I blame the persistence of the MTV style partly on the bizarre financial and critical success of the haywire musical Moulin Rouge. Before Baz Luhrmann's 2001 boy-meets-courtesan extravaganza, it looked as if ADD directing were on the wane, at least in prestige productions. But Luhrmann mustered an adolescent delirium from editing that jumped between one energy surge and the next, staging that exaggerated bodies in motion, and camera swings that turned a viewer's nervous system into a concertina.
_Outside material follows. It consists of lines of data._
//! rollcall-vs (Verification Service)
//!
//! Accepts proximity-gated biometric verifications and serves the attendance
//! ledger over HTTP.

use anyhow::{Context, Result};
use clap::Parser;
use std::path::PathBuf;
use std::sync::Arc;
use tracing::info;
use tracing_subscriber::EnvFilter;

use rollcall_common::api::auth::initialize_shared_secret;
use rollcall_common::config::{RootFolderInitializer, RootFolderResolver};
use rollcall_vs::config::{Overrides, ServiceConfig};
use rollcall_vs::{AppState, ProcessWorker};

#[derive(Debug, Parser)]
#[command(name = "rollcall-vs", version, about = "Attendance verification service")]
struct Args {
    /// Root folder (database, staging directory)
    #[arg(long)]
    root_folder: Option<PathBuf>,

    /// Address to bind (defaults to config)
    #[arg(long)]
    bind: Option<String>,

    /// Port to listen on (defaults to config)
    #[arg(long, env = "ROLLCALL_VS_PORT")]
    port: Option<u16>,

    /// Biometric worker executable (defaults to config)
    #[arg(long)]
    worker: Option<String>,
}

#[tokio::main]
async fn main() -> Result<()> {
    let args = Args::parse();

    // Step 1: Load config and resolve the root folder
    let resolver = RootFolderResolver::new("rollcall-vs").with_cli_arg(args.root_folder);
    let toml_config = resolver.load_config();

    tracing_subscriber::fmt()
        .with_env_filter(
            EnvFilter::try_from_default_env()
                .unwrap_or_else(|_| EnvFilter::new(toml_config.logging.level.as_str())),
        )
        .init();

    info!(
        "Starting rollcall-vs v{} [{}] built {} ({})",
        env!("CARGO_PKG_VERSION"),
        env!("GIT_HASH"),
        env!("BUILD_TIMESTAMP"),
        env!("BUILD_PROFILE")
    );

    let root_folder = resolver.resolve_with(&toml_config);
    let initializer = RootFolderInitializer::new(root_folder);
    initializer
        .ensure_directory_exists()
        .context("Failed to initialize root folder")?;
    info!("Root folder: {}", initializer.root_folder().display());

    let config = ServiceConfig::resolve(
        initializer.root_folder(),
        &toml_config,
        Overrides {
            bind: args.bind,
            port: args.port,
            worker_program: args.worker,
        },
    )?;

    // Step 2: Open or create the database
    let db_path = initializer.database_path();
    info!("Database: {}", db_path.display());
    let db_pool = rollcall_common::db::init_database(&db_path).await?;

    let shared_secret = initialize_shared_secret(&db_pool)
        .await
        .map_err(|e| anyhow::anyhow!("Failed to initialize token secret: {}", e))?;

    // Step 3: Worker and application state
    info!(
        program = %config.worker.program,
        staging_dir = %config.worker.staging_dir.display(),
        timeout_ms = config.worker.timeout.as_millis() as u64,
        "Biometric worker configured"
    );
    let worker = Arc::new(ProcessWorker::new(config.worker.clone()));
    let state = AppState::new(db_pool, shared_secret, worker, &config.server);
    let app = rollcall_vs::build_router(state);

    // Step 4: Serve
    let addr = config.listen_addr();
    let listener = tokio::net::TcpListener::bind(&addr)
        .await
        .with_context(|| format!("Failed to bind {}", addr))?;
    info!("Listening on http://{}", addr);
    info!("Health check: http://{}/health", addr);

    axum::serve(listener, app)
        .with_graceful_shutdown(shutdown_signal())
        .await?;

    info!("rollcall-vs stopped");
    Ok(())
}

async fn shutdown_signal() {
    if let Err(e) = tokio::signal::ctrl_c().await {
        tracing::warn!(error = %e, "Failed to listen for shutdown signal");
        std::future::pending::<()>().await;
    }
    info!("Shutdown requested");
}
Set in turn-of-the-century Montmartre, France, Moulin Rouge played like a gaudy outgrowth of an earlier generation's form of multitasking: flipping through a Classics Illustrated comic book while listening to Top 40 AM and peeking at Laugh-In on TV. There was occasionally something funny about the movie's Cuisinart approach to international pop culture, with Sting's "Roxanne" serving as the setting for a tango with the tone of an Apache dance. The movie generated more than $57 million at the U.S. box office alone, earned eight Oscar nominations (including for best picture) and won two. But the Day-Glo confetti style obliterated the heroic performances of stars Ewan McGregor and Nicole Kidman.

Indeed, what this sort of style does to the actors is its prime obscenity. Scott has gathered a formidable cast for Domino, including Keira Knightley, Mickey Rourke, Lucy Liu and Christopher Walken. But he lays waste to their full-bodied performances. He pays homage to them in the closing credits, with titles saluting them as "Mickey," "Lucy" and so on over the faces of their characters. You have to wonder whether the actors and the director are still on a first-name basis now that the stars have seen the movie.